Elma and Walter's house was prefabricated to their personalities. I think the house might have been a duplex, because I remember two doors with a stone arch over each entry. We would always enter the right side; the left remained closed. Inside the door, stairs led up, but to what, I don't know. Twin beds, probably. When we came to visit, we were only allowed to sit in the shadowy living room with Mom and Daddy. We never saw the rest of the house. This room and the hallway to the bathroom had walls lined in books. Rows upon rows of books. I remember the overstuffed reading chairs - one for Walter, and one for Elma. Each chair had its own reading lamp, and each had its own stack of books. This was my first connection that adults must read things beside newspapers. Before, I thought books were just for kids. At home, Mom would read my books to me sometimes. I never saw her read her own books.
Elma was made for frowning. Her straight gray hair hung in a clean, but shaggy bob that framed her face. Her tiny eyes and lips were chiseled in a permanent pissed-off expression. Her shoulders and back scrunched into a tightness that was usually covered in an ivory classic cashmere cardigan with no less than twenty pearl buttons.

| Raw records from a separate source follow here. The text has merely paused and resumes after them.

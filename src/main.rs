use skin_baker::image::RgbBuffer;
use skin_baker::skeleton::{JointName, PinholeProjector, SkeletonSnapshot, UserSkeleton};
use skin_baker::SkinAtlasBuilder;
use std::collections::BTreeMap;

fn main() {
    // Demo stub: bakes a synthetic 640×480 frame with a standing skeleton
    env_logger::init();
    let (w, h) = (640usize, 480usize);
    let mut frame = RgbBuffer::new(w, h);
    for y in 0..h {
        for x in 0..w {
            frame.set(x, y, [(x / 3) as u8, (y / 2) as u8, 128]);
        }
    }

    let snapshot = SkeletonSnapshot {
        users: vec![UserSkeleton {
            id: 1,
            tracked: true,
            joints: standing_pose(),
        }],
    };
    let builder = SkinAtlasBuilder::new(&snapshot, PinholeProjector::kinect());
    match builder.bake_tracked(&frame.as_view()) {
        Ok(bake) => println!(
            "user={} baked={} skipped={} latency_ms={:.3}",
            bake.report.user, bake.report.baked, bake.report.skipped, bake.report.elapsed_ms
        ),
        Err(err) => eprintln!("Error: {err}"),
    }
}

fn standing_pose() -> BTreeMap<JointName, [f32; 3]> {
    use JointName::*;
    [
        (Head, [15.0, 600.0, 2000.0]),
        (Neck, [15.0, 450.0, 2000.0]),
        (Torso, [15.0, 250.0, 2000.0]),
        (LeftShoulder, [-165.0, 430.0, 2000.0]),
        (RightShoulder, [195.0, 430.0, 2000.0]),
        (LeftElbow, [-215.0, 180.0, 2000.0]),
        (RightElbow, [245.0, 180.0, 2000.0]),
        (LeftHand, [-235.0, -60.0, 2000.0]),
        (RightHand, [265.0, -60.0, 2000.0]),
        (LeftHip, [-85.0, 20.0, 2000.0]),
        (RightHip, [115.0, 20.0, 2000.0]),
        (LeftKnee, [-95.0, -380.0, 2000.0]),
        (RightKnee, [125.0, -380.0, 2000.0]),
        (LeftFoot, [-105.0, -780.0, 2000.0]),
        (RightFoot, [135.0, -780.0, 2000.0]),
    ]
    .into_iter()
    .collect()
}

Her woolen dresses and fine leather shoes were classic, too. As a matter of fact, what Katherine Hepburn did for the classic look, Elma Chalk counter-attacked. I think that the worst part of the whole ensemble must have been the seamed nylons. Emerging as a budding pre-teen of the pantyhose generation, I just couldn't relate to this straight-seamed, hunched-back, pursed-lipped woman.
But whenever I feel my shoulders drawing in, just the tiniest bit, or the corners of my mouth tightening, all I have to do is remember Elma, and then I smile.